Task details >>
Starting with the first line below, reproduce each line exactly until you have included the one bearing "pub struct CapacityError(pub usize);".

[Stored data entries]

┄┄┄┄┄┄┄┄┄┄

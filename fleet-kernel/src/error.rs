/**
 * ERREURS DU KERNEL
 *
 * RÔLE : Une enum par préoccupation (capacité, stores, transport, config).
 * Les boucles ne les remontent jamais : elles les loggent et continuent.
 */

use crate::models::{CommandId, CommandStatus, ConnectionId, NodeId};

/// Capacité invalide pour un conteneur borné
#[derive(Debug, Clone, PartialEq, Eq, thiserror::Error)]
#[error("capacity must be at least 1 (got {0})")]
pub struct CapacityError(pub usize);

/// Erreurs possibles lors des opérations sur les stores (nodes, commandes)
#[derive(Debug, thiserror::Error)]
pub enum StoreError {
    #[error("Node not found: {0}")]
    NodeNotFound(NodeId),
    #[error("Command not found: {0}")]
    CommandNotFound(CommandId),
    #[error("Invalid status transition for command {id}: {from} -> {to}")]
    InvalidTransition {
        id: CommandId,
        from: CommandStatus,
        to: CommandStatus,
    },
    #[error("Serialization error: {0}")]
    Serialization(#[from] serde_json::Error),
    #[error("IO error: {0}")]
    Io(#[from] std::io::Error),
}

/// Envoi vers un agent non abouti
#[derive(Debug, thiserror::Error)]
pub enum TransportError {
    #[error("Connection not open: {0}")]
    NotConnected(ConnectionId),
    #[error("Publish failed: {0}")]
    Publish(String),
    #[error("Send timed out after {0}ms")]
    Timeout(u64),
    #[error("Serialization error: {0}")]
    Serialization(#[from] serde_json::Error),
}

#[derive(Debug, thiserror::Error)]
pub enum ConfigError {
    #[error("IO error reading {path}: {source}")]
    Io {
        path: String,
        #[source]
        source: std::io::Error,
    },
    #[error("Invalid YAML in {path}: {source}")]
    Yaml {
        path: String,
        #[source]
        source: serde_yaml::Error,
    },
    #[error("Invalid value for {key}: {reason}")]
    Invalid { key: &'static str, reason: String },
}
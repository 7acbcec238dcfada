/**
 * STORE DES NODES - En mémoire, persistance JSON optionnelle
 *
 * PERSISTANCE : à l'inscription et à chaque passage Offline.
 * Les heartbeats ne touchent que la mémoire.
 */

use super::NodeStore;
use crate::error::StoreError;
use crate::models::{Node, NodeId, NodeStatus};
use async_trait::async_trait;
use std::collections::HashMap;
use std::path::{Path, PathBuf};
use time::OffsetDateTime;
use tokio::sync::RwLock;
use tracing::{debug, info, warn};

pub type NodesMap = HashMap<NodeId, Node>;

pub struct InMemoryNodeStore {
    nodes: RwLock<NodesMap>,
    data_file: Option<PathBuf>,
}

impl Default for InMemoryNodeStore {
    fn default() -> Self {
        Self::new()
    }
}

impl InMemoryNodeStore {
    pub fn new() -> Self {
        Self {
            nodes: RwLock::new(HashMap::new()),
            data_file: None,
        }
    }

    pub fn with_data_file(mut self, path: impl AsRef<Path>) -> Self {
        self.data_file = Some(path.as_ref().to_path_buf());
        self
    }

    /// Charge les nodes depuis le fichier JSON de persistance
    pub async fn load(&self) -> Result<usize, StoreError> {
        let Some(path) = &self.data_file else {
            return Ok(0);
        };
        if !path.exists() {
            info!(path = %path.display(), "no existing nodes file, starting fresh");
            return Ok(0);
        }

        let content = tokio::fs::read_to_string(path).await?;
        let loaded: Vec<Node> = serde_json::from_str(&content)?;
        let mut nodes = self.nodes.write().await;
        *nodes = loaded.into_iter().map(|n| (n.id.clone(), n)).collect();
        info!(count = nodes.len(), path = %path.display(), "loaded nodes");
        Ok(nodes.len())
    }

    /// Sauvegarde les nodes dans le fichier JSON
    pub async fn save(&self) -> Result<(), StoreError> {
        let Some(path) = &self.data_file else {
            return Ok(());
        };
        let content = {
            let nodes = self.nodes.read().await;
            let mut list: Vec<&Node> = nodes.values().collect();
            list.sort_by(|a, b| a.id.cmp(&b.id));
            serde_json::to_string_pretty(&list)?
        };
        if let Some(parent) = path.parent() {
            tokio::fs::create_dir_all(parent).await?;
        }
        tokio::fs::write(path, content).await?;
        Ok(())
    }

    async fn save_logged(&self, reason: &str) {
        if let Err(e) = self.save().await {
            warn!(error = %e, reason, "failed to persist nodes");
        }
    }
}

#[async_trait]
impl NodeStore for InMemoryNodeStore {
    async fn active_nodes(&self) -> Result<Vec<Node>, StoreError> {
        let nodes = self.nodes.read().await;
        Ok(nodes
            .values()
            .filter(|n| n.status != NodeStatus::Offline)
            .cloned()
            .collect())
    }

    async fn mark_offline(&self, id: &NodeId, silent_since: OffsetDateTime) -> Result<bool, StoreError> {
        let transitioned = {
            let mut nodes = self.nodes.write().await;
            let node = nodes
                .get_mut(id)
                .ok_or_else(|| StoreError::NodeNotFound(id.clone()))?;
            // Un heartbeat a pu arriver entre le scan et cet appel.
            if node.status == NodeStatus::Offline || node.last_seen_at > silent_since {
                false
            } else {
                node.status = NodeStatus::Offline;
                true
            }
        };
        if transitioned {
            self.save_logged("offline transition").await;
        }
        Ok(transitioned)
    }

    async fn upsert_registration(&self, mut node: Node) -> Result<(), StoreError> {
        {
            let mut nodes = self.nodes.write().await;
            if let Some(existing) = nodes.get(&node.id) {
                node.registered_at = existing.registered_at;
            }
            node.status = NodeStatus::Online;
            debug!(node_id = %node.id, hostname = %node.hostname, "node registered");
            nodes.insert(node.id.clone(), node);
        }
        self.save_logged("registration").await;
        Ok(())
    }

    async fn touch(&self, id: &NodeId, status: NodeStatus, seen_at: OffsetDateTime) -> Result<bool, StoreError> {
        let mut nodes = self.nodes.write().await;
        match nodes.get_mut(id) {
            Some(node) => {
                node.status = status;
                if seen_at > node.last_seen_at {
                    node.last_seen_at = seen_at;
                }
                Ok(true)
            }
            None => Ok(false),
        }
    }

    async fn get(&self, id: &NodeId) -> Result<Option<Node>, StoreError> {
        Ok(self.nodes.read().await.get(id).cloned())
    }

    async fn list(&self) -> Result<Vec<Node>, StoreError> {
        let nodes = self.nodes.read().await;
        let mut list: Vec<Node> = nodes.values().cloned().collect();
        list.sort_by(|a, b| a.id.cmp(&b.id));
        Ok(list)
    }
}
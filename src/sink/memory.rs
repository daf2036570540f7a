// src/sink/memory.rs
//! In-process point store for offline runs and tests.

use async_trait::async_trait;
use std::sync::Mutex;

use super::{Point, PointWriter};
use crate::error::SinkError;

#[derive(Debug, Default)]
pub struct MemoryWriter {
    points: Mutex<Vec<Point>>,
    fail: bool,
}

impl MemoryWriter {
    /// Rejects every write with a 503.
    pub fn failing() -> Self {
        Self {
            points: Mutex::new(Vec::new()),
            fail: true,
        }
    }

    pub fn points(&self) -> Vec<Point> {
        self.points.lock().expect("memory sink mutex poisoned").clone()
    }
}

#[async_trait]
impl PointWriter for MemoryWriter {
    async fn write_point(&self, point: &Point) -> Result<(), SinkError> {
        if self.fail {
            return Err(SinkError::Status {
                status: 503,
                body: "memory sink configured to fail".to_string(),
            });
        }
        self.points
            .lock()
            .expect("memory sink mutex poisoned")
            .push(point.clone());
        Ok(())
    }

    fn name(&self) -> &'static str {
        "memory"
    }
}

┄┄┄┄┄┄┄┄┄┄

Response area >>
filename fleet-kernel/src/error.rs
/**
 * ERREURS DU KERNEL
 *
 * RÔLE : Une enum par préoccupation (capacité, stores, transport, config).
 * Les boucles ne les remontent jamais : elles les loggent et continuent.
 */

use crate::models::{CommandId, CommandStatus, ConnectionId, NodeId};

/// Capacité invalide pour un conteneur borné
#[derive(Debug, Clone, PartialEq, Eq, thiserror::Error)]
#[error("capacity must be at least 1 (got {0})")]
pub struct CapacityError(pub usize);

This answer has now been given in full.